■ **TASK OBJECTIVE**
Say how many lines of the listing below include "enter". Write only that number.

■ **MATERIAL FOR THE TASK**
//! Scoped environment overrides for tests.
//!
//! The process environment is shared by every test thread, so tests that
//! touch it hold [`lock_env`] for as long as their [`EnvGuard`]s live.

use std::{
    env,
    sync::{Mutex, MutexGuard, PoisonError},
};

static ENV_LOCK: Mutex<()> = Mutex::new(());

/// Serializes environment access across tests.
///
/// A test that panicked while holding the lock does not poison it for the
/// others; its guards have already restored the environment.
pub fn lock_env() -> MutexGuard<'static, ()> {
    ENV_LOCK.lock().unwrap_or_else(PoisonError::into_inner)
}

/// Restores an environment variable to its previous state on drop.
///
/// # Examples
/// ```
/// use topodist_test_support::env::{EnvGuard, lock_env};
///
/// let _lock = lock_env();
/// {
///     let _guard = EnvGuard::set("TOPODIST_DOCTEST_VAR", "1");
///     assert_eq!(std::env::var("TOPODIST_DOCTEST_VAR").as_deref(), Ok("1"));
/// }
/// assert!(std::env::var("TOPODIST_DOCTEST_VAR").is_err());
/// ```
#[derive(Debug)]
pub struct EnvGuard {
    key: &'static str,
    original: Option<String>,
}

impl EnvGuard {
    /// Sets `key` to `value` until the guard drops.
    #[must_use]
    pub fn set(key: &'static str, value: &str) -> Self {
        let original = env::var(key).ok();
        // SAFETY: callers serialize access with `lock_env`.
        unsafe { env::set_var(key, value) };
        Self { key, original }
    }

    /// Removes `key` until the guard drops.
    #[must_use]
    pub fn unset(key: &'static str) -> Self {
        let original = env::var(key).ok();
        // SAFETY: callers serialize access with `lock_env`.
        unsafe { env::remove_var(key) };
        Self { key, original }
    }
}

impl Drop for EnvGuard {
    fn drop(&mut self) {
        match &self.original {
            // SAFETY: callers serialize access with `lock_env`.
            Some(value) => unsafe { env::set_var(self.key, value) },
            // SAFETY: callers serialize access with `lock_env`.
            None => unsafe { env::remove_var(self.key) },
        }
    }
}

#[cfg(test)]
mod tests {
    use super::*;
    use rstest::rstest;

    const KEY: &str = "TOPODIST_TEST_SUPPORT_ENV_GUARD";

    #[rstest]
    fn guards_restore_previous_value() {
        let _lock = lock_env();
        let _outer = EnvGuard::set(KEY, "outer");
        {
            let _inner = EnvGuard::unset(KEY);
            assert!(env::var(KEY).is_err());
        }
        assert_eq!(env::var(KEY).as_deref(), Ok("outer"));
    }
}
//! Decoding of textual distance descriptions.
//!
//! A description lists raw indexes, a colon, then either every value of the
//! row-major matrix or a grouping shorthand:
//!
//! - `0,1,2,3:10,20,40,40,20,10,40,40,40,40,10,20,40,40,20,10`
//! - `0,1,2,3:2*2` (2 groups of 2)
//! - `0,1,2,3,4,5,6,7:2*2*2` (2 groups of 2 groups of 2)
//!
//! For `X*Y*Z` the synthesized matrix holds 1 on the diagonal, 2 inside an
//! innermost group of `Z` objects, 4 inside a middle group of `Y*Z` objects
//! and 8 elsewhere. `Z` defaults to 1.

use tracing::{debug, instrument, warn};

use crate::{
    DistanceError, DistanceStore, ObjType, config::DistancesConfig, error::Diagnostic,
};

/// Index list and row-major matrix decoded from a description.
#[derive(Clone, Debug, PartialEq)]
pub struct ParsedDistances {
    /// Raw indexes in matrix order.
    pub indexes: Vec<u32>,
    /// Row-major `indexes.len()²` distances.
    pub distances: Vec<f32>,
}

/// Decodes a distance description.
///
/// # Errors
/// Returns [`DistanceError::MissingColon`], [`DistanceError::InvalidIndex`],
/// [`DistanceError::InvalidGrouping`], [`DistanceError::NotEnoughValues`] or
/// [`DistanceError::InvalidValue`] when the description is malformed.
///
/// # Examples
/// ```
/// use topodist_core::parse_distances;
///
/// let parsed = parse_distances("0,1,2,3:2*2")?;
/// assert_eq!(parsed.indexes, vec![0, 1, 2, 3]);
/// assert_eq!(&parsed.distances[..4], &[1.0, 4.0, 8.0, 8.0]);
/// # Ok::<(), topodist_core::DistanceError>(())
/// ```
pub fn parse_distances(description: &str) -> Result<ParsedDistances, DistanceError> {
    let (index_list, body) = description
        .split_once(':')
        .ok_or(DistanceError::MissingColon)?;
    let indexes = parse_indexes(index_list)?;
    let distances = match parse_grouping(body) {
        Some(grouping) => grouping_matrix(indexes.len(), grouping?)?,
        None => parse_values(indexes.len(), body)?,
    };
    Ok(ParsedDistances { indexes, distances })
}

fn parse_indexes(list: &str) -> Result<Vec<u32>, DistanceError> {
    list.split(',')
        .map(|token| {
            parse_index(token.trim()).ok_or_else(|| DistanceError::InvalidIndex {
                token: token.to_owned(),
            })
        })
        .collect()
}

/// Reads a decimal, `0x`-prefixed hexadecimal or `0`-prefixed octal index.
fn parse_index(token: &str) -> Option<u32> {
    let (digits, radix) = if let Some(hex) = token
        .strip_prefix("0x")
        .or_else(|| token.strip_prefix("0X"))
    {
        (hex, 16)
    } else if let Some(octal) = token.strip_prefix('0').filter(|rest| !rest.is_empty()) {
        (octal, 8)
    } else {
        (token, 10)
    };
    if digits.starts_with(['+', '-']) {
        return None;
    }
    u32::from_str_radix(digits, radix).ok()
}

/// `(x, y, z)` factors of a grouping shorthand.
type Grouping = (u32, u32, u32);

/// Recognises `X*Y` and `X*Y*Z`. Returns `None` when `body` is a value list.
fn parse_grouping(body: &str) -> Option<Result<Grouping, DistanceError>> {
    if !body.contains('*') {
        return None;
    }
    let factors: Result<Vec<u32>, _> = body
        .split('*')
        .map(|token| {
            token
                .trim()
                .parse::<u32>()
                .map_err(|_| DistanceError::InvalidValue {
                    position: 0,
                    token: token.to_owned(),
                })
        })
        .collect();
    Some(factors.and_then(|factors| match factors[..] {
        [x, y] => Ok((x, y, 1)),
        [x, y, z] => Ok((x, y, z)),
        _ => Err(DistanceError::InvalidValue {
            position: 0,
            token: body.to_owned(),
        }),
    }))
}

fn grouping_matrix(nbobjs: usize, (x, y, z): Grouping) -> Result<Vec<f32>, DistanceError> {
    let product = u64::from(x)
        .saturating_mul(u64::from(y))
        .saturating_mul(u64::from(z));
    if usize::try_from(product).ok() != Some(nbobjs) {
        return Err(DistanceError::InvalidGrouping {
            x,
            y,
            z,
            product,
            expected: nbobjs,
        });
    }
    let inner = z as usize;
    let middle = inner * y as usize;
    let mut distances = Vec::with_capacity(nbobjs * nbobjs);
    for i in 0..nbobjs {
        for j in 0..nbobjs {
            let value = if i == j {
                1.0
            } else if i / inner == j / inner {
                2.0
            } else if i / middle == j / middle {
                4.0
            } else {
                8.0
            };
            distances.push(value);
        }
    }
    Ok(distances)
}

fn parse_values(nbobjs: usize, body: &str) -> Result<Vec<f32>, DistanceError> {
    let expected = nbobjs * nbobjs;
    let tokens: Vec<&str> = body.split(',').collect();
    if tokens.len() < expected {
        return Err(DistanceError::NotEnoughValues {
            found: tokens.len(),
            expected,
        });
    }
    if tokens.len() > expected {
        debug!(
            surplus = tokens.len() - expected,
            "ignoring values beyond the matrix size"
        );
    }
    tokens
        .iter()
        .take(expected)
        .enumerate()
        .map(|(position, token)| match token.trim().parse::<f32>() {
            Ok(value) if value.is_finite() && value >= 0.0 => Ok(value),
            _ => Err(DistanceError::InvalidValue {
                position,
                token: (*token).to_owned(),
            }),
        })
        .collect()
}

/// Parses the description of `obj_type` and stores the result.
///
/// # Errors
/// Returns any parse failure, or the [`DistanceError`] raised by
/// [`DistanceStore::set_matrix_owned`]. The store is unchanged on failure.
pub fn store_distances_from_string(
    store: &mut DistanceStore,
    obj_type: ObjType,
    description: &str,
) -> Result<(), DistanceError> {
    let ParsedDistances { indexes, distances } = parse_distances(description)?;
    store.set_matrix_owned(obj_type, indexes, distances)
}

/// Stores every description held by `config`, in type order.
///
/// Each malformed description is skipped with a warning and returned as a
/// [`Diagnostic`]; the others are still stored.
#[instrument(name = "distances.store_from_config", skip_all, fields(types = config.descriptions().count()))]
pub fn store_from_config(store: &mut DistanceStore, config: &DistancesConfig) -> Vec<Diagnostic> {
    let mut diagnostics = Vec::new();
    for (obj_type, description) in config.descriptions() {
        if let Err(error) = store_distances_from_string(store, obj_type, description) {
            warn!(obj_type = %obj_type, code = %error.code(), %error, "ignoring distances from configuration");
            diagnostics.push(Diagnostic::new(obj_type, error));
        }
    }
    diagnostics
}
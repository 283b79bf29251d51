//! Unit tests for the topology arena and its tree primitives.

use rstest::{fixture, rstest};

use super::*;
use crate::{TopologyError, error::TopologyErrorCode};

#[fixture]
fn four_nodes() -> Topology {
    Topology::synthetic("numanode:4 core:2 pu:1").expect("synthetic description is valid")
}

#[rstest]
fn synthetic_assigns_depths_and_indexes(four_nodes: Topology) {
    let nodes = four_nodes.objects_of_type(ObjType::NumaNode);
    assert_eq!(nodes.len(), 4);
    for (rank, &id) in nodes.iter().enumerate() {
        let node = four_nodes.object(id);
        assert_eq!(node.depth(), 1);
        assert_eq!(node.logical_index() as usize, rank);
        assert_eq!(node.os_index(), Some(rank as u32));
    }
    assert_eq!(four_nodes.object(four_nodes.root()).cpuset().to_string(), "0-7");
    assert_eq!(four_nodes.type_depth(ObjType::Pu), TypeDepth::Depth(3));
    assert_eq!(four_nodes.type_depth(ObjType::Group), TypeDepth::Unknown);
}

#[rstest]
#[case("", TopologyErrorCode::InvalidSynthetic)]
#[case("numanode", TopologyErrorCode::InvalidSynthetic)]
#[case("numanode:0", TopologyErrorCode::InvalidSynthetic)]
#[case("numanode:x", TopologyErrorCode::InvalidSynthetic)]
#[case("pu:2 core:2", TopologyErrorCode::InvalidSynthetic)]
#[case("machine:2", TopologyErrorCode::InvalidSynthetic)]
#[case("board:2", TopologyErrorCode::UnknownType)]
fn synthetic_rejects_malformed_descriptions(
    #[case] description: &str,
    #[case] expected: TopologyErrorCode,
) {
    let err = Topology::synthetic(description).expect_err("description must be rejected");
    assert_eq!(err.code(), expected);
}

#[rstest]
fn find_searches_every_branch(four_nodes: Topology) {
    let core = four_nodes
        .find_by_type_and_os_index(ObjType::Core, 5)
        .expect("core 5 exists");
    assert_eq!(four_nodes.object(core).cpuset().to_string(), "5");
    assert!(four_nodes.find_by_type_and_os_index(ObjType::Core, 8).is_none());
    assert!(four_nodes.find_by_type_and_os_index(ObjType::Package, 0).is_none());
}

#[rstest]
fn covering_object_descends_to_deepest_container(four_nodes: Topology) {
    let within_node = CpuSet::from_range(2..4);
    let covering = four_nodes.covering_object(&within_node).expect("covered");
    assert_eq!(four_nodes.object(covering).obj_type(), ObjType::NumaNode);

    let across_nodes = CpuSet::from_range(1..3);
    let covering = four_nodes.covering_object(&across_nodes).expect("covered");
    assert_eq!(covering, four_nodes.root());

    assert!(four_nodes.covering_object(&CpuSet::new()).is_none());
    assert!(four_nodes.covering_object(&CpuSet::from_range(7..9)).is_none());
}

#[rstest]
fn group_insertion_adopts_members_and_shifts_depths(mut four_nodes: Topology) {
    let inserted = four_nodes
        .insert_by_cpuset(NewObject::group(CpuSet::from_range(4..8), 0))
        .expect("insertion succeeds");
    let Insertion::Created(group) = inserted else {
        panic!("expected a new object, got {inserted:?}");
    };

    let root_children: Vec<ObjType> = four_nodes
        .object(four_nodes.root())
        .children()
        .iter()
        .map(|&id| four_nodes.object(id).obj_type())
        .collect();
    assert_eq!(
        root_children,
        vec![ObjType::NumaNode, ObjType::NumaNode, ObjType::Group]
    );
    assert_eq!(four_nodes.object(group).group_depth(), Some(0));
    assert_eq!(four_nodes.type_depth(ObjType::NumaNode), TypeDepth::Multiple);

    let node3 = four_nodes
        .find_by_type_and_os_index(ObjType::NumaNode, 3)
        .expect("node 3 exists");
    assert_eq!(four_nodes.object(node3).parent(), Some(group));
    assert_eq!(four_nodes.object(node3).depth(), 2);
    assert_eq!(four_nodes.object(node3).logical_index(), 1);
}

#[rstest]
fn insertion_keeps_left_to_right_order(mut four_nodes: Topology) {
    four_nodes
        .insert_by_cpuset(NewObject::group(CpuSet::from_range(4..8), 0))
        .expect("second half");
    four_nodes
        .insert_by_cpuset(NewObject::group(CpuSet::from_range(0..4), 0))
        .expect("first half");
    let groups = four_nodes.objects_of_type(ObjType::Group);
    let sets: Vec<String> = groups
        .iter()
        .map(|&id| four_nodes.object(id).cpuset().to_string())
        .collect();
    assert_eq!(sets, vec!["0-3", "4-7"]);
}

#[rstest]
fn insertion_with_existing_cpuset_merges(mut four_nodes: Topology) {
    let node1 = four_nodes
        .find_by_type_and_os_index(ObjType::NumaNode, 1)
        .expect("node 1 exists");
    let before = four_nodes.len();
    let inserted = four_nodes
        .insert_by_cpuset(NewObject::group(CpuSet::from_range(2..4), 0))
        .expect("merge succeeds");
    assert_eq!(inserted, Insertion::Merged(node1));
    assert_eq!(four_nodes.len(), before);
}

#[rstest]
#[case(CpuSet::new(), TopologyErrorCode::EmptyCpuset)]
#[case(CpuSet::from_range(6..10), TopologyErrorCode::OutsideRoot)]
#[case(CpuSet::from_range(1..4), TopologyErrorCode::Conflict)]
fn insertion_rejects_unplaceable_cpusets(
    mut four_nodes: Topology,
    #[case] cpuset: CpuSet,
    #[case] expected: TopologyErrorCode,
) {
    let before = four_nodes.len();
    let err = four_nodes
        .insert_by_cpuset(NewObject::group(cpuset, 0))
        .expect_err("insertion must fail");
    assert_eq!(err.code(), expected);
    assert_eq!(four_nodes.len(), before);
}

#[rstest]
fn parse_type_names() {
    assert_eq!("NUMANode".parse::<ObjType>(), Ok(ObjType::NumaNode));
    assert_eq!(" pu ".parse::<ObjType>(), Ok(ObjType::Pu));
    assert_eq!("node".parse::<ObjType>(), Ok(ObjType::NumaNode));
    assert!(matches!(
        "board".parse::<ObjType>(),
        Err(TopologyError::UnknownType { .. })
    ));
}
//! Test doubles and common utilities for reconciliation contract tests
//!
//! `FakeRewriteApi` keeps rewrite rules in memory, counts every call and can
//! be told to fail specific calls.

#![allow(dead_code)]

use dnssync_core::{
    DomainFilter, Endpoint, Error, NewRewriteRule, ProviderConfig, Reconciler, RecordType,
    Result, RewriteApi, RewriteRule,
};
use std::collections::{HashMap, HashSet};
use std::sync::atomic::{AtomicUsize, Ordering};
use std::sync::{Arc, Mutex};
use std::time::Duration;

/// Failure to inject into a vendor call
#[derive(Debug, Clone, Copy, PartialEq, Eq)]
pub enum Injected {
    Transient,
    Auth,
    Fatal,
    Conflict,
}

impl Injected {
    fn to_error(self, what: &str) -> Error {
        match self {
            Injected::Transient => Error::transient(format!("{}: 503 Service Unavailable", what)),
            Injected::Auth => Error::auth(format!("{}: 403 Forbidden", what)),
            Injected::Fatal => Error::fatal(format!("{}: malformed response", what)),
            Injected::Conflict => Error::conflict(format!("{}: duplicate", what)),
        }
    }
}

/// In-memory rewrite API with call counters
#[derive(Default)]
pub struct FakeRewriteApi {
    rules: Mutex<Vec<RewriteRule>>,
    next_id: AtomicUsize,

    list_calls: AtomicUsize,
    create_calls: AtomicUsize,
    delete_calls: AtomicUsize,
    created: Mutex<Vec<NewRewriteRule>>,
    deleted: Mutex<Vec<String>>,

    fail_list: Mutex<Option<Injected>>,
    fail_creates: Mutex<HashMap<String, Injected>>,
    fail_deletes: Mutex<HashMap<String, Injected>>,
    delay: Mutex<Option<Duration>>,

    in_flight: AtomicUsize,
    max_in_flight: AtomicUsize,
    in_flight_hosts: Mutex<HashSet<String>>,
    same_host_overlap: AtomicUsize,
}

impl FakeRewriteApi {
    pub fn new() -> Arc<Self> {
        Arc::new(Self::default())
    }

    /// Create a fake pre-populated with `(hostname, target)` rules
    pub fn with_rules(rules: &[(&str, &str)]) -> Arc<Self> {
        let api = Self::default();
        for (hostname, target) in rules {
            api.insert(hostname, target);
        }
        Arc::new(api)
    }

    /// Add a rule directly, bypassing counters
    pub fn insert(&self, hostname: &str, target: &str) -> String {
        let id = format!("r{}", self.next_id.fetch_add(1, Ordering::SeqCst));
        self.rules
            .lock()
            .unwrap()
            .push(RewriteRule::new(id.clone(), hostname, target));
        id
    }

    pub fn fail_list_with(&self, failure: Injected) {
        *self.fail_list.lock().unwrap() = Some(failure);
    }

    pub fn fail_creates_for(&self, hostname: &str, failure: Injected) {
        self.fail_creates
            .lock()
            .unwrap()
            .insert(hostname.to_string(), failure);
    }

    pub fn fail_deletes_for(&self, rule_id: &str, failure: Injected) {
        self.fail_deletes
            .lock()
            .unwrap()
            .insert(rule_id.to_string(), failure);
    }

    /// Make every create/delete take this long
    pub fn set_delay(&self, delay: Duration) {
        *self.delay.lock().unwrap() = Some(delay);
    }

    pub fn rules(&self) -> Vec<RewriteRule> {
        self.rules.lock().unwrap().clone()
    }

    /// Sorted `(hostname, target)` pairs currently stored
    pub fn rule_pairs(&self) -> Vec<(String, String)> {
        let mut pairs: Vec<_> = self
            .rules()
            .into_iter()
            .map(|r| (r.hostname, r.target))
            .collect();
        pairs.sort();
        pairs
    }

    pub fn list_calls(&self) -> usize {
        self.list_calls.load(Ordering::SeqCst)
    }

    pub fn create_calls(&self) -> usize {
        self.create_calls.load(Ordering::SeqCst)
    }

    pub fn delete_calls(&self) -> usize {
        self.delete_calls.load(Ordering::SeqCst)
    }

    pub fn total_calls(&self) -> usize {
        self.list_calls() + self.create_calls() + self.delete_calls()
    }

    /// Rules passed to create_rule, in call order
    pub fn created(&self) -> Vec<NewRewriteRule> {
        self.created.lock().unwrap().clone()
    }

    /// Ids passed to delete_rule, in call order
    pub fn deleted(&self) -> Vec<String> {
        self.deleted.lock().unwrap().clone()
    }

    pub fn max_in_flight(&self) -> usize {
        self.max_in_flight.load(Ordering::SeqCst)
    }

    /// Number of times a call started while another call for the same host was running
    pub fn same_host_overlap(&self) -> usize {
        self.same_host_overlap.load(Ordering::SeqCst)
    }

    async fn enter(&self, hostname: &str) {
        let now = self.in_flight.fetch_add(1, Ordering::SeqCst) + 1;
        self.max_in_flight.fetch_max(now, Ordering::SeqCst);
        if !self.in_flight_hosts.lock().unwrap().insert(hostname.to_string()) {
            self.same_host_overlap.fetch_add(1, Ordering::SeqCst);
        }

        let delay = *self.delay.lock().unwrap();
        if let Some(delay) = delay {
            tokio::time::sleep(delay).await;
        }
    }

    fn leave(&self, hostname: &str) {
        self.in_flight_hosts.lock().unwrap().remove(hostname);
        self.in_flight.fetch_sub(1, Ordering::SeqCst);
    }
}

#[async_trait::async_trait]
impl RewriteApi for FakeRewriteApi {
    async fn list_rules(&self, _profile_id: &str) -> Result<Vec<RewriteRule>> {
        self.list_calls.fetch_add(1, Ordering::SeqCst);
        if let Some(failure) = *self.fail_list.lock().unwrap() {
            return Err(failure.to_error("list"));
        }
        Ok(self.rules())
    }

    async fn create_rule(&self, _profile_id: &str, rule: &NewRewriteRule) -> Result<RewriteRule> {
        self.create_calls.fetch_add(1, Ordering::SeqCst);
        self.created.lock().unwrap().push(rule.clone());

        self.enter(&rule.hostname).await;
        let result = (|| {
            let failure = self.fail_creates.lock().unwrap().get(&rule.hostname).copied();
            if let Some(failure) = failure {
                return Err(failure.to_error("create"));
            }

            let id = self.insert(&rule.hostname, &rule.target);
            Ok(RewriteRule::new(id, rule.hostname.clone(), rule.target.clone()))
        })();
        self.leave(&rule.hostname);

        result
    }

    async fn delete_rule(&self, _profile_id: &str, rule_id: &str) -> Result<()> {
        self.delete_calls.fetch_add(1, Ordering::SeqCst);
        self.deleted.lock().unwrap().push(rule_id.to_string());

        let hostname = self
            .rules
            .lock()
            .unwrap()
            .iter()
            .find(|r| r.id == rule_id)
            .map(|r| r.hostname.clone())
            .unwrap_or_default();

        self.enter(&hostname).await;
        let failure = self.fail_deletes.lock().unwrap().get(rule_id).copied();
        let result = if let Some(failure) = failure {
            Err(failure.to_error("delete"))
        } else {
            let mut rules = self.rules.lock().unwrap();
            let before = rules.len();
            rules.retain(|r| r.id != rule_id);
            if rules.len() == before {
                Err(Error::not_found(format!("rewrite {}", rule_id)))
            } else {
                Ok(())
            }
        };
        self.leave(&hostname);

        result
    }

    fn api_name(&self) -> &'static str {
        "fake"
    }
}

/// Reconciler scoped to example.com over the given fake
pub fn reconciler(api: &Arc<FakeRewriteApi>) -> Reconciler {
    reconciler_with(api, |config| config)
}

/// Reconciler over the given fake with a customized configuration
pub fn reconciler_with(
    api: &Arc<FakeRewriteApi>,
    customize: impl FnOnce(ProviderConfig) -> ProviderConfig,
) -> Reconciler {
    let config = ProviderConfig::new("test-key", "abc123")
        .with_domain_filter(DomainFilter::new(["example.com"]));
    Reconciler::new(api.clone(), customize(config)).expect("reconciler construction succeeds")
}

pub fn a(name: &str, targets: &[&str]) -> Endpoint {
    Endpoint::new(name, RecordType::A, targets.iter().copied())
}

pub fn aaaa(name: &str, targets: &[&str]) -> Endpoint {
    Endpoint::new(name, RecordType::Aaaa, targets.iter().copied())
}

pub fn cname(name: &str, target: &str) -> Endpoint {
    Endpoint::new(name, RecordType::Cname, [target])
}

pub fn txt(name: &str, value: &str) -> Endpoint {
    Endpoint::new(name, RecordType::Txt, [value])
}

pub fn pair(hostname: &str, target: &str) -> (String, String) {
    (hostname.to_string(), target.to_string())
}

■ **SOLUTION FOR THIS PROBLEM**
3